MTB > plot c3 c2 1.0+ * C3 * * 2 * 0.0+ * * * 1.0+ * 2.0+ +++++ Fertlzr 2.40 3.20 4.00 4.80 5.60 Problems: 3.1. Prediction intervals. (a) Verify the computation of the 95% prediction interval shown in the Minitab printout of this section. (Find the variance of the predicted value, etc.) Also find the 99% prediction interval. (b) Compute the 95% prediction interval for the Yield corresponding to a Fertilizer level of 5.5. [Do this in the same way you verified the result in Part (a).] Why is this interval longer than the 95% interval in Part (a)? Check your computations using Minitab. (c) Use Minitab to show that the 95% interval for the predicted Yield corresponding to a Fertilizer level of 10 is longer still.
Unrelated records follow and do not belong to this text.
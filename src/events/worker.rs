//! Bounded background worker owning every detached dispatch.
//!
//! The webhook path only enqueues; the worker drains the queue and runs up
//! to `concurrency` envelopes at once. Nothing is persisted: envelopes still
//! queued when the process stops are lost and recovered only by platform
//! re-delivery.

use std::sync::Arc;
use thiserror::Error;
use tokio::sync::{mpsc, Semaphore};
use tokio::task::JoinHandle;
use tracing::{debug, info, warn};

use super::{EventDispatcher, Envelope};

#[derive(Debug, Error, PartialEq, Eq)]
pub enum SubmitError {
    #[error("event queue is full")]
    Full,
    #[error("event worker has stopped")]
    Closed,
}

#[derive(Clone)]
pub struct EventWorker {
    tx: mpsc::Sender<Envelope>,
}

impl EventWorker {
    /// Start the worker loop. It runs until every `EventWorker` clone is
    /// dropped and the queue is drained.
    pub fn spawn(
        dispatcher: Arc<EventDispatcher>,
        capacity: usize,
        concurrency: usize,
    ) -> (Self, JoinHandle<()>) {
        let (tx, mut rx) = mpsc::channel::<Envelope>(capacity.max(1));
        let limiter = Arc::new(Semaphore::new(concurrency.max(1)));

        let handle = tokio::spawn(async move {
            info!(
                "Event worker started (queue {}, concurrency {})",
                capacity.max(1),
                concurrency.max(1)
            );
            let mut tasks = tokio::task::JoinSet::new();

            while let Some(envelope) = rx.recv().await {
                let Ok(permit) = limiter.clone().acquire_owned().await else {
                    break;
                };
                let dispatcher = dispatcher.clone();
                tasks.spawn(async move {
                    let report = dispatcher.dispatch(envelope).await;
                    if report.failed > 0 {
                        warn!(
                            event = %report.event,
                            trace_id = %report.trace_id,
                            failed = report.failed,
                            "Envelope completed with failures"
                        );
                    } else {
                        debug!(
                            event = %report.event,
                            trace_id = %report.trace_id,
                            "Envelope completed"
                        );
                    }
                    drop(permit);
                });

                // Reap finished tasks so the set does not grow unbounded.
                while let Some(result) = tasks.try_join_next() {
                    if let Err(e) = result {
                        warn!("Dispatch task panicked: {}", e);
                    }
                }
            }

            while let Some(result) = tasks.join_next().await {
                if let Err(e) = result {
                    warn!("Dispatch task panicked: {}", e);
                }
            }
            info!("Event worker stopped");
        });

        (Self { tx }, handle)
    }

    /// Enqueue without waiting.
    pub fn submit(&self, envelope: Envelope) -> Result<(), SubmitError> {
        self.tx.try_send(envelope).map_err(|e| match e {
            mpsc::error::TrySendError::Full(_) => SubmitError::Full,
            mpsc::error::TrySendError::Closed(_) => SubmitError::Closed,
        })
    }
}
//! Execution of built change-log queries.

use sqlx::{PgPool, Postgres, QueryBuilder};

use crate::models::change_log::ChangeLogEntry;

pub async fn fetch_change_log_entries(
    pool: &PgPool,
    mut builder: QueryBuilder<'_, Postgres>,
) -> Result<Vec<ChangeLogEntry>, sqlx::Error> {
    tracing::trace!(sql = builder.sql(), "fetching change-log entries");
    builder
        .build_query_as::<ChangeLogEntry>()
        .fetch_all(pool)
        .await
}

pub async fn fetch_change_log_entry(
    pool: &PgPool,
    mut builder: QueryBuilder<'_, Postgres>,
) -> Result<Option<ChangeLogEntry>, sqlx::Error> {
    tracing::trace!(sql = builder.sql(), "fetching change-log entry");
    builder
        .build_query_as::<ChangeLogEntry>()
        .fetch_optional(pool)
        .await
}

pub async fn count_change_log_entries(
    pool: &PgPool,
    mut builder: QueryBuilder<'_, Postgres>,
) -> Result<i64, sqlx::Error> {
    tracing::trace!(sql = builder.sql(), "counting change-log entries");
    builder.build_query_scalar::<i64>().fetch_one(pool).await
}
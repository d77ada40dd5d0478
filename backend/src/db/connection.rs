use sqlx::postgres::{PgPool, PgPoolOptions};
use std::time::Duration;

use crate::config::Config;

pub async fn create_pool(config: &Config) -> anyhow::Result<PgPool> {
    let pool = PgPoolOptions::new()
        .max_connections(config.db_max_connections)
        .acquire_timeout(Duration::from_secs(config.db_acquire_timeout_seconds))
        .connect(&config.database_url)
        .await?;
    Ok(pool)
}
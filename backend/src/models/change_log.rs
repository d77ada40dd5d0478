use chrono::{DateTime, Utc};
use serde::{Deserialize, Serialize};
use serde_json::Value;
use sqlx::{types::Json, FromRow};

use crate::models::Page;
use crate::types::{ChangeLogId, ContentId, ContentTypeSlug};

/// One recorded edit to a content record.
#[derive(Debug, Clone, PartialEq, Serialize, Deserialize, FromRow)]
pub struct ChangeLogEntry {
    pub id: ChangeLogId,
    pub date: DateTime<Utc>,
    #[sqlx(rename = "contentid")]
    pub content_id: ContentId,
    #[sqlx(rename = "contenttype")]
    pub content_type: ContentTypeSlug,
    pub title: Option<String>,
    #[sqlx(rename = "ownerid")]
    pub owner_id: Option<i64>,
    pub mutation_type: Option<String>,
    pub diff: Option<Json<Value>>,
    pub comment: Option<String>,
}

pub type ChangeLogPage = Page<ChangeLogEntry>;
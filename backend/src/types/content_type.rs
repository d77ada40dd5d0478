//! Content-type identifiers.
//!
//! Callers may name a content type either by its slug or by handing over a
//! resolved [`ContentType`]. Both collapse into a [`ContentTypeSlug`] before
//! any lookup happens.

use serde::{Deserialize, Deserializer, Serialize};
use std::fmt;

use crate::error::ChangeLogError;
use crate::validation::rules::validate_sql_identifier;

/// Canonical content-type slug: trimmed and lower-cased.
#[derive(Debug, Clone, PartialEq, Eq, PartialOrd, Ord, Hash, Serialize, sqlx::Type)]
#[serde(transparent)]
#[sqlx(transparent)]
pub struct ContentTypeSlug(String);

impl ContentTypeSlug {
    pub fn new(raw: impl AsRef<str>) -> Self {
        Self(raw.as_ref().trim().to_lowercase())
    }

    pub fn as_str(&self) -> &str {
        &self.0
    }

    pub fn is_empty(&self) -> bool {
        self.0.is_empty()
    }
}

impl fmt::Display for ContentTypeSlug {
    fn fmt(&self, f: &mut fmt::Formatter<'_>) -> fmt::Result {
        f.write_str(&self.0)
    }
}

impl AsRef<str> for ContentTypeSlug {
    fn as_ref(&self) -> &str {
        &self.0
    }
}

impl From<&str> for ContentTypeSlug {
    fn from(s: &str) -> Self {
        Self::new(s)
    }
}

impl From<String> for ContentTypeSlug {
    fn from(s: String) -> Self {
        Self::new(s)
    }
}

impl From<&String> for ContentTypeSlug {
    fn from(s: &String) -> Self {
        Self::new(s)
    }
}

impl From<&ContentTypeSlug> for ContentTypeSlug {
    fn from(slug: &ContentTypeSlug) -> Self {
        slug.clone()
    }
}

impl From<&ContentType> for ContentTypeSlug {
    fn from(content_type: &ContentType) -> Self {
        content_type.slug.clone()
    }
}

impl From<ContentType> for ContentTypeSlug {
    fn from(content_type: ContentType) -> Self {
        content_type.slug
    }
}

impl<'de> Deserialize<'de> for ContentTypeSlug {
    fn deserialize<D>(deserializer: D) -> Result<Self, D::Error>
    where
        D: Deserializer<'de>,
    {
        let s = String::deserialize(deserializer)?;
        Ok(Self::new(s))
    }
}

/// A content type together with the table its records live in.
#[derive(Debug, Clone, PartialEq, Eq, Serialize)]
pub struct ContentType {
    pub slug: ContentTypeSlug,
    pub table_name: String,
}

impl ContentType {
    /// Builds a content type, rejecting table names that are not plain SQL
    /// identifiers. Table names are spliced into queries, never bound.
    pub fn new(
        slug: impl Into<ContentTypeSlug>,
        table_name: impl Into<String>,
    ) -> Result<Self, ChangeLogError> {
        let slug = slug.into();
        if slug.is_empty() {
            return Err(ChangeLogError::Configuration(
                "content type slug must not be empty".into(),
            ));
        }
        let table_name = table_name.into();
        validate_sql_identifier(&table_name).map_err(|err| {
            ChangeLogError::Configuration(format!(
                "table `{}` for content type `{}`: {}",
                table_name, slug, err.code
            ))
        })?;
        Ok(Self { slug, table_name })
    }
}
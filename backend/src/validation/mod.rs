//! Validation for caller-supplied options and configured identifiers.

pub mod rules;

pub use validator::Validate;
Even so, you should not trust it to be "95% accurate" in practice. Why not? (Would you trust the linear to remain valid no matter how much fertilizer is used?) 3.2. Use the menu path STAT > Basic > Normality to do the Anderson Darling test for normality. [Answer: P = 0.155, so do not reject the null hypothesis that the residuals come from a normal population.] 3.3. Use the menu path STAT > Regression > Regression > Fitted line plot, Option: prediction bands to make a plot of the regression line through the data, with bands on either side of the fitted line to show

prediction intervals. Compare the graph with your answers in Problem 3.1 insofar as possible. 3.4. (This problem requires a modification of the Minitab worksheet used for the comments and problems above. Save your worksheet before making modifications.) Suppose that an 11th data point has Fertilizer level 10 and Yield 17. (a) Does Minitab show that this is an influential point? (b) What change does this additional point make in your predicted Yield corresponding to Fertilizer level 4.5? Corresponding to Fertilizer level 10? [Answer: The 95% prediction interval for 4.5 is (12.0, 17.7).]